Pod-Level Scheduling Metrics
Gthulhu provides pod-level scheduling metrics powered by eBPF, allowing you to observe low-level kernel scheduling behavior for each Pod in your cluster — without modifying application code.
Overview
The metrics collection pipeline works as follows:
graph LR
A[Kernel tracepoints
sched_switch / sched_process_exit] -->|per-PID data| B[eBPF hash map
task_metrics]
B -->|poll every N seconds| C[Go Collector
+ PodMapper]
C -->|aggregate per-Pod| D[Prometheus /metrics]

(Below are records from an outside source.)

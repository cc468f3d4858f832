//! Storage seams: read-only statement execution and persisted chat turns.
//!
//! The pipeline never talks to a database directly. It executes candidate
//! statements through a [`QueryExecutor`] and reads prior conversation turns
//! through a [`ChatStore`]. Implementations live in `quarry-storage`.

use async_trait::async_trait;
use chrono::{DateTime, Utc};
use serde::{Deserialize, Serialize};

use crate::error::StorageError;

/// One result record: column name → value, in select-list order.
pub type Row = serde_json::Map<String, serde_json::Value>;

/// Executes a single read-only statement.
///
/// Each call is its own transaction. A failed call must leave the executor
/// usable for the next one.
#[async_trait]
pub trait QueryExecutor: Send + Sync {
    fn name(&self) -> &str;

    async fn execute(&self, statement: &str) -> Result<Vec<Row>, StorageError>;
}

/// A persisted prior exchange.
#[derive(Debug, Clone, Serialize, Deserialize)]
pub struct ChatTurn {
    pub id: String,
    /// What the user asked
    pub message: String,
    /// What was answered
    pub response: String,
    pub created_at: DateTime<Utc>,
}

impl ChatTurn {
    pub fn new(message: impl Into<String>, response: impl Into<String>) -> Self {
        Self {
            id: uuid::Uuid::new_v4().to_string(),
            message: message.into(),
            response: response.into(),
            created_at: Utc::now(),
        }
    }
}

/// Transcript persistence.
#[async_trait]
pub trait ChatStore: Send + Sync {
    fn name(&self) -> &str;

    /// The most recent `limit` turns, ordered oldest to newest.
    async fn recent(&self, limit: usize) -> Result<Vec<ChatTurn>, StorageError>;

    /// Every turn, ordered oldest to newest.
    async fn all(&self) -> Result<Vec<ChatTurn>, StorageError>;

    async fn append(&self, turn: ChatTurn) -> Result<(), StorageError>;

    async fn clear(&self) -> Result<(), StorageError>;
}
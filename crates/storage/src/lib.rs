//! Storage implementations for Quarry: read-only statement executors and
//! chat transcript stores.

pub mod in_memory;

#[cfg(feature = "sqlite")]
pub mod sqlite;

#[cfg(feature = "postgres")]
pub mod postgres;

pub use in_memory::InMemoryChatStore;

#[cfg(feature = "sqlite")]
pub use sqlite::{SqliteChatStore, SqliteExecutor};

#[cfg(feature = "postgres")]
pub use postgres::PostgresExecutor;

use quarry_core::error::StorageError;
use quarry_core::storage::QueryExecutor;
use std::sync::Arc;

/// Connect the executor matching the URL scheme.
pub async fn connect_executor(
    url: &str,
    max_connections: u32,
) -> Result<Arc<dyn QueryExecutor>, StorageError> {
    #[cfg(feature = "postgres")]
    if url.starts_with("postgres://") || url.starts_with("postgresql://") {
        return Ok(Arc::new(PostgresExecutor::connect(url, max_connections).await?));
    }

    #[cfg(feature = "sqlite")]
    if url.starts_with("sqlite:") {
        let _ = max_connections;
        return Ok(Arc::new(SqliteExecutor::connect(url).await?));
    }

    Err(StorageError::Connection(format!(
        "unsupported database URL scheme: {}",
        url.split(':').next().unwrap_or_default()
    )))
}
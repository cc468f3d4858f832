//! Provider trait: the abstraction over the text-completion service.
//!
//! A Provider knows how to send a role-tagged message list to an LLM and get
//! a response back, either as a complete message or as a stream of fragments.
//! Structured judgments use `complete()`; the user-facing answer uses `stream()`.

use crate::error::ProviderError;
use crate::message::Message;
use async_trait::async_trait;
use serde::{Deserialize, Serialize};
use std::time::Duration;

/// Configuration for a provider request.
#[derive(Debug, Clone, Serialize, Deserialize)]
pub struct ProviderRequest {
    /// The model to use (e.g., "gpt-4o-mini")
    pub model: String,

    /// The conversation messages
    pub messages: Vec<Message>,

    /// Temperature (0.0 = deterministic, 1.0 = creative)
    #[serde(default = "default_temperature")]
    pub temperature: f32,

    /// Maximum tokens to generate
    #[serde(default, skip_serializing_if = "Option::is_none")]
    pub max_tokens: Option<u32>,

    /// Whether to stream the response
    #[serde(default)]
    pub stream: bool,
}

fn default_temperature() -> f32 {
    0.7
}

impl ProviderRequest {
    /// Build a non-streaming request.
    pub fn new(model: impl Into<String>, messages: Vec<Message>) -> Self {
        Self {
            model: model.into(),
            messages,
            temperature: default_temperature(),
            max_tokens: None,
            stream: false,
        }
    }

    pub fn with_temperature(mut self, temperature: f32) -> Self {
        self.temperature = temperature;
        self
    }

    pub fn with_max_tokens(mut self, max_tokens: u32) -> Self {
        self.max_tokens = Some(max_tokens);
        self
    }

    pub fn streaming(mut self) -> Self {
        self.stream = true;
        self
    }
}

/// A complete (non-streaming) response from a provider.
#[derive(Debug, Clone, Serialize, Deserialize)]
pub struct ProviderResponse {
    /// The generated message
    pub message: Message,

    /// Token usage statistics
    pub usage: Option<Usage>,

    /// Which model actually responded (may differ from requested)
    pub model: String,
}

/// Token usage information.
#[derive(Debug, Clone, Serialize, Deserialize)]
pub struct Usage {
    pub prompt_tokens: u32,
    pub completion_tokens: u32,
    pub total_tokens: u32,
}

/// A single chunk in a streaming response.
#[derive(Debug, Clone, Serialize, Deserialize)]
pub struct StreamChunk {
    /// Partial content delta
    #[serde(default)]
    pub content: Option<String>,

    /// Whether this is the final chunk
    #[serde(default)]
    pub done: bool,

    /// Usage info (typically only in the final chunk)
    #[serde(default, skip_serializing_if = "Option::is_none")]
    pub usage: Option<Usage>,
}

/// The core Provider trait.
///
/// The pipeline calls `complete()` or `stream()` without knowing which
/// backend is configured.
#[async_trait]
pub trait Provider: Send + Sync {
    /// A human-readable name for this provider (e.g., "openai").
    fn name(&self) -> &str;

    /// Send a request and get a complete response.
    async fn complete(&self, request: ProviderRequest) -> std::result::Result<ProviderResponse, ProviderError>;

    /// Send a request and get a stream of response chunks.
    ///
    /// Default implementation calls `complete()` and wraps the result as a single chunk.
    async fn stream(
        &self,
        request: ProviderRequest,
    ) -> std::result::Result<
        tokio::sync::mpsc::Receiver<std::result::Result<StreamChunk, ProviderError>>,
        ProviderError,
    > {
        let response = self.complete(request).await?;
        let (tx, rx) = tokio::sync::mpsc::channel(1);
        let _ = tx
            .send(Ok(StreamChunk {
                content: Some(response.message.content),
                done: true,
                usage: response.usage,
            }))
            .await;
        Ok(rx)
    }

    /// Health check: can we reach the provider?
    async fn health_check(&self) -> std::result::Result<bool, ProviderError> {
        Ok(true)
    }
}

/// Run `complete()` under a deadline and return the trimmed text.
///
/// Expiry surfaces as [`ProviderError::Timeout`]; an empty completion as
/// [`ProviderError::EmptyCompletion`].
pub async fn complete_text(
    provider: &dyn Provider,
    request: ProviderRequest,
    timeout: Duration,
) -> std::result::Result<String, ProviderError> {
    let response = tokio::time::timeout(timeout, provider.complete(request))
        .await
        .map_err(|_| ProviderError::Timeout(format!("no completion within {}s", timeout.as_secs())))??;

    let text = response.message.content.trim().to_string();
    if text.is_empty() {
        return Err(ProviderError::EmptyCompletion);
    }
    Ok(text)
}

D --> E[Grafana Dashboard]
D --> F[KEDA Auto-Scaling]
C -->|query via API| G[Web GUI]
- eBPF tracepoints (
tp_btf/sched_switch,tp_btf/sched_process_exit) capture per-PID scheduling events in the kernel. - Go Collector periodically reads the BPF hash map and maps PIDs to Pods using
/proc/<pid>/cgroup. - Per-PID metrics are aggregated into per-Pod metrics and exposed via Prometheus and the REST API.
Available Metrics
| Metric | Description |
|---|---|
| Voluntary Context Switches | Times the task voluntarily yielded the CPU (e.g., I/O wait) |
| Involuntary Context Switches | Times the task was preempted by the scheduler |
| CPU Time (ns) | Total CPU execution time in nanoseconds |
| Wait Time (ns) | Time spent waiting in the run queue |
| Run Count | Number of times the task was scheduled to run |
| CPU Migrations | Number of times the task migrated between CPU cores |
Prometheus metric names use the gthulhu_pod_ prefix, for example:
gthulhu_pod_voluntary_ctx_switches_totalgthulhu_pod_involuntary_ctx_switches_totalgthulhu_pod_cpu_time_nanoseconds_totalgthulhu_pod_wait_time_nanoseconds_totalgthulhu_pod_run_count_totalgthulhu_pod_cpu_migrations_totalgthulhu_pod_process_count
All metrics carry labels: pod_name, pod_uid, namespace, node_name.
Configuring Metrics Collection
You can create metrics collection configurations using either the Web GUI or the PodSchedulingMetrics CRD.
Option A: Web GUI

- Log in to the Gthulhu Web GUI (see Configuring the scheduling policies for access instructions).
- Navigate to Pod Metrics in the sidebar.
- Click New Config to open the configuration panel.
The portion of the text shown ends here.